(Saved entries)
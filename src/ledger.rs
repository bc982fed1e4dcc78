use crate::catalog::{CatalogLoader, CatalogSource, ReferenceCatalog};
use crate::config::LedgerConfig;
use crate::core::{Result, UserResult};
use crate::fetch::{OwnershipSource, RemoteFetcher};
use crate::resolver::{BatchResolver, ResolveReport};
use crate::store::PersistentStore;
use std::sync::Arc;
use tracing::info;

/// Process-wide context: store, catalog and resolver composed once at startup.
///
/// The owner decides its lifetime; nothing here is global.
pub struct PetLedger {
    config: LedgerConfig,
    store: Arc<PersistentStore>,
    catalog: Arc<ReferenceCatalog>,
    catalog_source: CatalogSource,
    resolver: BatchResolver,
}

impl PetLedger {
    /// Opens the ledger with the HTTP upstream described by `config`.
    pub async fn open(config: LedgerConfig) -> Result<Self> {
        config.validate()?;
        let fetcher = RemoteFetcher::new(&config)?;
        Self::open_with_source(config, Arc::new(fetcher)).await
    }

    /// Opens the ledger with a caller-supplied ownership source.
    pub async fn open_with_source(
        config: LedgerConfig,
        source: Arc<dyn OwnershipSource>,
    ) -> Result<Self> {
        config.validate()?;
        let store = Arc::new(PersistentStore::open(config.store_path.clone()));
        let (catalog, catalog_source) = CatalogLoader::new(&store, &config)?.load().await?;
        let catalog = Arc::new(catalog);

        info!(
            store = %store.path().display(),
            catalog_entries = catalog.len(),
            catalog_source = ?catalog_source,
            "ledger opened"
        );

        let resolver = BatchResolver::new(
            store.clone(),
            catalog.clone(),
            source,
            config.waves.clone(),
        );

        Ok(Self {
            config,
            store,
            catalog,
            catalog_source,
            resolver,
        })
    }

    pub async fn resolve(&self, ids: &[String]) -> Result<Vec<UserResult>> {
        self.resolver.resolve(ids).await
    }

    pub async fn resolve_with_stats(&self, ids: &[String]) -> Result<ResolveReport> {
        self.resolver.resolve_with_stats(ids).await
    }

    /// Re-fetches records older than the configured staleness threshold.
    pub async fn refresh_stale(&self) -> Result<ResolveReport> {
        self.resolver.refresh_stale(self.config.stale_after()).await
    }

    pub fn config(&self) -> &LedgerConfig {
        &self.config
    }

    pub fn store(&self) -> &PersistentStore {
        &self.store
    }

    pub fn catalog(&self) -> &ReferenceCatalog {
        &self.catalog
    }

    pub fn catalog_source(&self) -> CatalogSource {
        self.catalog_source
    }
}
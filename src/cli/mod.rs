pub mod app;
pub mod logging;
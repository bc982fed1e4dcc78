pub mod error;
pub mod payload;
pub mod types;

pub use error::{LedgerError, Result};
pub use payload::RawPayload;
pub use types::{
    Descriptor, FetchOutcome, MergeStats, OwnershipRecord, SourceTier, StoreStats, UserResult,
};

__Requirement__: Print every record above exactly as written.

__The answer__:
filename src/ledger.rs
repository bc982fed1e4dcc78
use crate::catalog::{CatalogLoader, CatalogSource, ReferenceCatalog};
use crate::config::LedgerConfig;
use crate::core::{Result, UserResult};
use crate::fetch::{OwnershipSource, RemoteFetcher};
use crate::resolver::{BatchResolver, ResolveReport};
use crate::store::PersistentStore;
use std::sync::Arc;
use tracing::info;

/// Process-wide context: store, catalog and resolver composed once at startup.
///
/// The owner decides its lifetime; nothing here is global.
pub struct PetLedger {
    config: LedgerConfig,
    store: Arc<PersistentStore>,
    catalog: Arc<ReferenceCatalog>,
    catalog_source: CatalogSource,
    resolver: BatchResolver,
}

impl PetLedger {
    /// Opens the ledger with the HTTP upstream described by `config`.
    pub async fn open(config: LedgerConfig) -> Result<Self> {
        config.validate()?;
        let fetcher = RemoteFetcher::new(&config)?;
        Self::open_with_source(config, Arc::new(fetcher)).await
    }

    /// Opens the ledger with a caller-supplied ownership source.
    pub async fn open_with_source(
        config: LedgerConfig,
        source: Arc<dyn OwnershipSource>,
    ) -> Result<Self> {
        config.validate()?;
        let store = Arc::new(PersistentStore::open(config.store_path.clone()));
        let (catalog, catalog_source) = CatalogLoader::new(&store, &config)?.load().await?;
        let catalog = Arc::new(catalog);

        info!(
            store = %store.path().display(),
            catalog_entries = catalog.len(),
            catalog_source = ?catalog_source,
            "ledger opened"
        );

        let resolver = BatchResolver::new(
            store.clone(),
            catalog.clone(),
            source,
            config.waves.clone(),
        );

        Ok(Self {
            config,
            store,
            catalog,
            catalog_source,
            resolver,
        })
    }

    pub async fn resolve(&self, ids: &[String]) -> Result<Vec<UserResult>> {
        self.resolver.resolve(ids).await
    }

    pub async fn resolve_with_stats(&self, ids: &[String]) -> Result<ResolveReport> {
        self.resolver.resolve_with_stats(ids).await
    }

    /// Re-fetches records older than the configured staleness threshold.
    pub async fn refresh_stale(&self) -> Result<ResolveReport> {
        self.resolver.refresh_stale(self.config.stale_after()).await
    }

    pub fn config(&self) -> &LedgerConfig {
        &self.config
    }

    pub fn store(&self) -> &PersistentStore {
        &self.store
    }

    pub fn catalog(&self) -> &ReferenceCatalog {
        &self.catalog
    }

    pub fn catalog_source(&self) -> CatalogSource {
        self.catalog_source
    }
}
filename src/cli/mod.rs
pub mod app;
pub mod logging;
repository bc982fed1e4dcc78
pub mod error;
pub mod payload;
pub mod types;

pub use error::{LedgerError, Result};
pub use payload::RawPayload;
pub use types::{
    Descriptor, FetchOutcome, MergeStats, OwnershipRecord, SourceTier, StoreStats, UserResult,
};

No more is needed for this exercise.